On June 25, 2003, the FERC also determined that it was appropriate to
initiate an investigation into possible physical and economic
withholding in the California ISO and PX markets. For this purpose,
FERC used an initial screen of $250 per MW for all bids between May 1,
2000 and October 2, 2000. SDG&E received data requests from the FERC
staff and have provided responses. FERC staff will prepare a report to
the Commission, which will be the basis to decide whether additional
proceedings are warranted. SDG&E believes that its bids and bidding
procedures were consistent with ISO and PX tariffs and protocols and
applicable FERC price caps. On August 1, 2003, FERC staff issued an
initial report that determined there was no need to further investigate
particular entities for physical withholding of generation.

Price Reporting Practices

On September 26, 2003, FERC sent a survey to 266 companies concerning
natural gas and electric price reporting practices. The survey is
being conducted in support of FERC's "Policy Statement on Natural Gas
and Electric Price Indices" issued in July 2003, to measure industry
progress in voluntary reporting of energy trade data to publishers of
energy price indices. Responses to the survey were provided on behalf
of SDG&E. A second survey is expected to be conducted in March 2004 in
FERC's continuing effort to monitor energy price reporting.

NUCLEAR INSURANCE

SDG&E and the other co-owners of SONGS have insurance to respond to any
nuclear liability claims related to SONGS. The insurance policy
provides $300 million in coverage, which is the maximum amount
available. The Price-Anderson Act provides for up to $10.6 billion of
secondary financial protection if the liability loss exceeds the
insurance limit. Should any of the licensed/commercial reactors in the
United States experience a nuclear liability loss which exceeds the
$300 million insurance limit, all utilities owning nuclear reactors
could be assessed under the Price-Anderson Act to provide the secondary
financial protection. SDG&E and the other co-owners of SONGS could be
assessed up to $201 million under the Price-Anderson Act. SDG&E's share
would be $40 million unless default occurs by any other SONGS co-owner.
In the event the secondary financial protection limit is insufficient
to cover the liability loss, Congress could impose an additional
assessment on all licensed reactor operators.
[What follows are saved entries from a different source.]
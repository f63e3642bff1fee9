use criterion::{Criterion, black_box, criterion_group, criterion_main};

use redlilium_gpu_sync::backend::dummy::DummyContext;
use redlilium_gpu_sync::{
    BufferDescriptor, BufferUsage, CommandBufferResource, ImageDescriptor, ImageLayout,
    ImageResource, LayoutMap, ResidencyPattern, SubresourceRange, TextureFormat, TextureUsage,
    WriteScheduler,
};

// ---------------------------------------------------------------------------
// Layout map
// ---------------------------------------------------------------------------

fn bench_layout_map_assign_per_layer(c: &mut Criterion) {
    c.bench_function("layout_map_assign_64_layers", |b| {
        b.iter(|| {
            let mut map = LayoutMap::new(64 * 10, ImageLayout::Undefined);
            for layer in 0..64u32 {
                let layout = if layer % 2 == 0 {
                    ImageLayout::ShaderReadOnly
                } else {
                    ImageLayout::TransferDst
                };
                map.assign(layer * 10..layer * 10 + 10, layout);
            }
            black_box(map.interval_count())
        });
    });
}

fn bench_layout_map_query(c: &mut Criterion) {
    let mut map = LayoutMap::new(1024, ImageLayout::Undefined);
    for i in (0..1024u32).step_by(8) {
        map.assign(i..i + 4, ImageLayout::General);
    }
    c.bench_function("layout_map_query_fragmented", |b| {
        b.iter(|| black_box(map.query(black_box(100..900))));
    });
}

// ---------------------------------------------------------------------------
// Layout transitions
// ---------------------------------------------------------------------------

fn bench_full_range_transition(c: &mut Criterion) {
    let context = DummyContext::new();
    let mut image = ImageResource::new(
        context.clone(),
        ImageDescriptor::new_2d(
            1024,
            1024,
            TextureFormat::Rgba8Unorm,
            TextureUsage::TEXTURE_BINDING | TextureUsage::COPY_DST,
        )
        .with_array_layers(6)
        .with_mip_levels(11),
    )
    .unwrap();
    let full = SubresourceRange::full(6, 11);
    let mut cmd = CommandBufferResource::new(context.clone(), None, None).unwrap();

    c.bench_function("transition_full_range_6x11", |b| {
        b.iter(|| {
            cmd.prepare_for_recording().unwrap();
            cmd.begin().unwrap();
            image
                .transition_layout(&mut cmd, &full, ImageLayout::TransferDst)
                .unwrap();
            image
                .transition_layout(&mut cmd, &full, ImageLayout::ShaderReadOnly)
                .unwrap();
            cmd.end().unwrap();
            cmd.submit().unwrap();
        });
    });
}

// ---------------------------------------------------------------------------
// Write commits
// ---------------------------------------------------------------------------

fn bench_commit(c: &mut Criterion, name: &str, allow_direct: bool) {
    let context = DummyContext::new();
    let mut scheduler = WriteScheduler::new(
        context.clone(),
        BufferDescriptor::new(BufferUsage::UNIFORM, ResidencyPattern::Dynamic),
        allow_direct,
    );
    let mut cmd = CommandBufferResource::new(context.clone(), None, None).unwrap();
    let data = vec![7u8; 256];

    c.bench_function(name, |b| {
        b.iter(|| {
            cmd.prepare_for_recording().unwrap();
            cmd.begin().unwrap();
            for i in 0..16u64 {
                scheduler
                    .add_write_segment(data.clone(), i * 256)
                    .unwrap();
            }
            black_box(scheduler.commit(&mut cmd).unwrap());
            cmd.end().unwrap();
            cmd.submit().unwrap();
        });
    });
}

fn bench_commit_direct(c: &mut Criterion) {
    bench_commit(c, "commit_16_segments_direct", true);
}

fn bench_commit_staged(c: &mut Criterion) {
    bench_commit(c, "commit_16_segments_staged", false);
}

criterion_group!(
    benches,
    bench_layout_map_assign_per_layer,
    bench_layout_map_query,
    bench_full_range_transition,
    bench_commit_direct,
    bench_commit_staged,
);
criterion_main!(benches);
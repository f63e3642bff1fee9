//! GPU synchronization primitives.
//!
//! - [`TimelineCounter`] - Completion counter of one submission stream
//! - [`SubmissionPoint`] - Non-owning "value V on timeline T" marker
//! - [`FencePool`] / [`SemaphorePool`] - Recycled binary primitives

mod pool;
mod timeline;

pub use pool::{FencePool, PooledPrimitive, SemaphorePool, SyncPool};
pub use timeline::{SubmissionPoint, TimelineCounter};
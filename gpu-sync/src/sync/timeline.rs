//! Timeline counters.

use std::sync::atomic::{AtomicU64, Ordering};
use std::sync::{Arc, Weak};
use std::time::Duration;

use crate::backend::{GpuContext, RawSemaphore, WaitStatus};
use crate::error::{GraphicsError, GraphicsResult};

/// Owner of a timeline semaphore object.
struct TimelineSemaphore {
    context: Arc<dyn GpuContext>,
    raw: RawSemaphore,
    // Highest value handed to a submission.
    submitted: AtomicU64,
}

impl Drop for TimelineSemaphore {
    fn drop(&mut self) {
        log::trace!("Destroying timeline {:?}", self.raw);
        self.context.destroy_semaphore(self.raw);
    }
}

/// A point on a timeline: "the work that signals `value`".
///
/// Holds no ownership of the timeline. Buffers and images record their last GPU
/// use this way. A counter is only dropped once its work has completed, so a
/// point whose timeline is gone counts as reached.
#[derive(Clone)]
pub struct SubmissionPoint {
    timeline: Weak<TimelineSemaphore>,
    value: u64,
}

impl SubmissionPoint {
    /// The timeline value this point waits for.
    pub fn value(&self) -> u64 {
        self.value
    }

    /// The timeline semaphore, if it is still alive.
    pub fn semaphore(&self) -> Option<RawSemaphore> {
        self.timeline.upgrade().map(|timeline| timeline.raw)
    }

    /// Check whether the GPU has reached this point, without blocking.
    pub fn is_reached(&self) -> GraphicsResult<bool> {
        match self.timeline.upgrade() {
            Some(timeline) => Ok(timeline.context.timeline_value(timeline.raw)? >= self.value),
            None => Ok(true),
        }
    }

    /// Check whether a submission signaling this point has been handed out.
    ///
    /// A point taken from a command buffer that is still recording is not
    /// submitted; waiting on it from the CPU would never return.
    pub fn is_submitted(&self) -> bool {
        match self.timeline.upgrade() {
            Some(timeline) => timeline.submitted.load(Ordering::Acquire) >= self.value,
            None => true,
        }
    }

    /// Returns true if both points wait for the same value on the same timeline.
    pub fn same_as(&self, other: &SubmissionPoint) -> bool {
        self.value == other.value && Weak::ptr_eq(&self.timeline, &other.timeline)
    }
}

impl std::fmt::Debug for SubmissionPoint {
    fn fmt(&self, f: &mut std::fmt::Formatter<'_>) -> std::fmt::Result {
        f.debug_struct("SubmissionPoint")
            .field("semaphore", &self.semaphore())
            .field("value", &self.value)
            .finish()
    }
}

/// A monotonically increasing completion counter backed by a timeline semaphore.
///
/// `target` is the last value handed to a submission; the GPU signals values
/// in order as work completes. Value 0 is reached on creation.
pub struct TimelineCounter {
    timeline: Arc<TimelineSemaphore>,
    target: u64,
    timeout: Option<Duration>,
}

impl TimelineCounter {
    /// Create a counter starting at zero.
    ///
    /// `timeout` bounds every [`wait`](Self::wait); `None` waits forever.
    pub fn new(context: Arc<dyn GpuContext>, timeout: Option<Duration>) -> GraphicsResult<Self> {
        let raw = context.create_timeline_semaphore(0)?;
        log::trace!("Created timeline counter {:?}", raw);
        Ok(Self {
            timeline: Arc::new(TimelineSemaphore {
                context,
                raw,
                submitted: AtomicU64::new(0),
            }),
            target: 0,
            timeout,
        })
    }

    /// The underlying timeline semaphore.
    pub fn semaphore(&self) -> RawSemaphore {
        self.timeline.raw
    }

    /// The last value assigned to a submission.
    pub fn target(&self) -> u64 {
        self.target
    }

    /// Assign the next value and return it.
    pub fn advance(&mut self) -> u64 {
        self.target += 1;
        self.timeline.submitted.store(self.target, Ordering::Release);
        self.target
    }

    /// The point the next submission will signal.
    pub fn next_point(&self) -> SubmissionPoint {
        self.point(self.target + 1)
    }

    /// The point the last submission will signal.
    pub fn current_point(&self) -> SubmissionPoint {
        self.point(self.target)
    }

    fn point(&self, value: u64) -> SubmissionPoint {
        SubmissionPoint {
            timeline: Arc::downgrade(&self.timeline),
            value,
        }
    }

    /// Last value the GPU has signaled.
    pub fn completed_value(&self) -> GraphicsResult<u64> {
        self.timeline.context.timeline_value(self.timeline.raw)
    }

    /// Check whether `value` has been reached, without blocking.
    pub fn is_reached(&self, value: u64) -> GraphicsResult<bool> {
        if value == 0 {
            return Ok(true);
        }
        Ok(self.completed_value()? >= value)
    }

    /// Check whether every assigned value has been reached.
    pub fn is_complete(&self) -> GraphicsResult<bool> {
        self.is_reached(self.target)
    }

    /// Block until `value` is reached.
    ///
    /// With a configured timeout, an elapsed wait fails with
    /// [`GraphicsError::Timeout`]. A value the GPU can never reach fails with
    /// [`GraphicsError::DeviceLost`].
    pub fn wait(&self, value: u64) -> GraphicsResult<()> {
        if value == 0 {
            return Ok(());
        }
        let status = self
            .timeline
            .context
            .wait_timeline(self.timeline.raw, value, self.timeout)?;
        match status {
            WaitStatus::Reached => Ok(()),
            WaitStatus::TimedOut => Err(GraphicsError::Timeout { value }),
        }
    }

    /// Block until `value` is reached or `timeout` elapses.
    ///
    /// Returns true if the value was reached.
    pub fn wait_timeout(&self, value: u64, timeout: Duration) -> GraphicsResult<bool> {
        if value == 0 {
            return Ok(true);
        }
        let status =
            self.timeline
                .context
                .wait_timeline(self.timeline.raw, value, Some(timeout))?;
        Ok(status == WaitStatus::Reached)
    }

    /// Block until every assigned value is reached.
    pub fn wait_for_target(&self) -> GraphicsResult<()> {
        self.wait(self.target)
    }
}

impl std::fmt::Debug for TimelineCounter {
    fn fmt(&self, f: &mut std::fmt::Formatter<'_>) -> std::fmt::Result {
        f.debug_struct("TimelineCounter")
            .field("semaphore", &self.timeline.raw)
            .field("target", &self.target)
            .finish()
    }
}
SDG&E and the other co-owners of SONGS have $2.75 billion of nuclear
property, decontamination and debris removal insurance. The coverage
also provides the SONGS owners up to $490 million for outage expenses
incurred because of accidental property damage. This coverage is
limited to $3.5 million per week for the first 52 weeks, and $2.8
million per week for up to 110 additional weeks. Coverage is also
provided for the cost of replacement power, which includes indemnity
payments for up to three years, after a waiting period of 12 weeks. The
insurance is provided through a mutual insurance company owned by
utilities with nuclear facilities. Under the policy's risk sharing
arrangements, SDG&E could be assessed up to $7.4 million if losses at
any covered facility exceed the insurance company's surplus and
reinsurance funds.

Both the nuclear liability and property insurance programs include
industry aggregate limits for terrorism-related SONGS losses, including
replacement power costs.

LITIGATION

During the third quarter of 2003, the company recorded additional
charges against income for litigation costs and possible resolution of
certain cases. Management believes that none of these matters will have
further material adverse effect on the company's financial condition or
results of operations. Except for the matters referred to below,
neither the company nor its subsidiary are party to, nor is their
property the subject of, any material pending legal proceedings other
than routine litigation incidental to their businesses.

Antitrust Litigation

Lawsuits filed in 2000 and currently consolidated in San Diego Superior
Court seek class-action certification and damages, alleging that Sempra
Energy, SoCalGas and SDG&E, along with El Paso Energy Corp. (El Paso)
and several of its affiliates, unlawfully sought to control natural gas
and electricity markets. In March 2003, plaintiffs in these cases and
the applicable El Paso entities announced that they had reached a $1.5
billion settlement, of which $125 million is allocated to customers of
the California Utilities. The proceeding against Sempra Energy and the
California Utilities has not been settled and continues to be
litigated.

Natural Gas Cases: Similar lawsuits have been filed by the Attorney
General of Arizona and the Attorney General of Nevada alleging that El
Paso and certain Sempra Energy subsidiaries unlawfully sought to
control the natural gas market in their respective states. In April
2003, Sierra Pacific Resources and its utility subsidiary Nevada Power
filed a lawsuit in U.S. District Court in Las Vegas against major
natural gas suppliers, including Sempra Energy, the California
Utilities and other company subsidiaries, seeking damages resulting
from an alleged conspiracy to drive up or control natural gas prices,
eliminate competition and increase market volatility, breach of
contract and wire fraud.

Electricity Cases: Various lawsuits, which seek class-action
certification, allege that Sempra Energy and certain company
subsidiaries, including SDG&E, unlawfully manipulated the electric-
energy market. In January 2003, the applicable Federal Court granted a
motion to dismiss a similar lawsuit on the grounds that the claims
contained in the complaint were subject to the Filed Rate Doctrine and
were preempted by the Federal Power Act. That ruling has been appealed
in the Ninth Circuit Court of Appeals and a decision is expected in the
first quarter of 2004. Similar suits filed in Washington and Oregon
were voluntarily dropped by the plaintiffs without court intervention
in June 2003.

PENDING INTERNAL REVENUE SERVICE MATTERS

The company is in discussions with the Internal Revenue Service (IRS)
to resolve issues related to various prior years' returns. A Revenue
Ruling dealing with utility balancing accounts, and discussions with
the IRS concerning this Ruling and another matter lead the company to
believe it will be entitled to record a reduction in previously
recorded income tax expense, accrue significant interest income on
overpayments of tax in certain prior periods and reverse recorded
interest associated with the reporting of these items in other prior
periods. The company expects that these matters will be resolved before
year end and estimates that favorable resolution could increase
reported earnings by in excess of $60 million.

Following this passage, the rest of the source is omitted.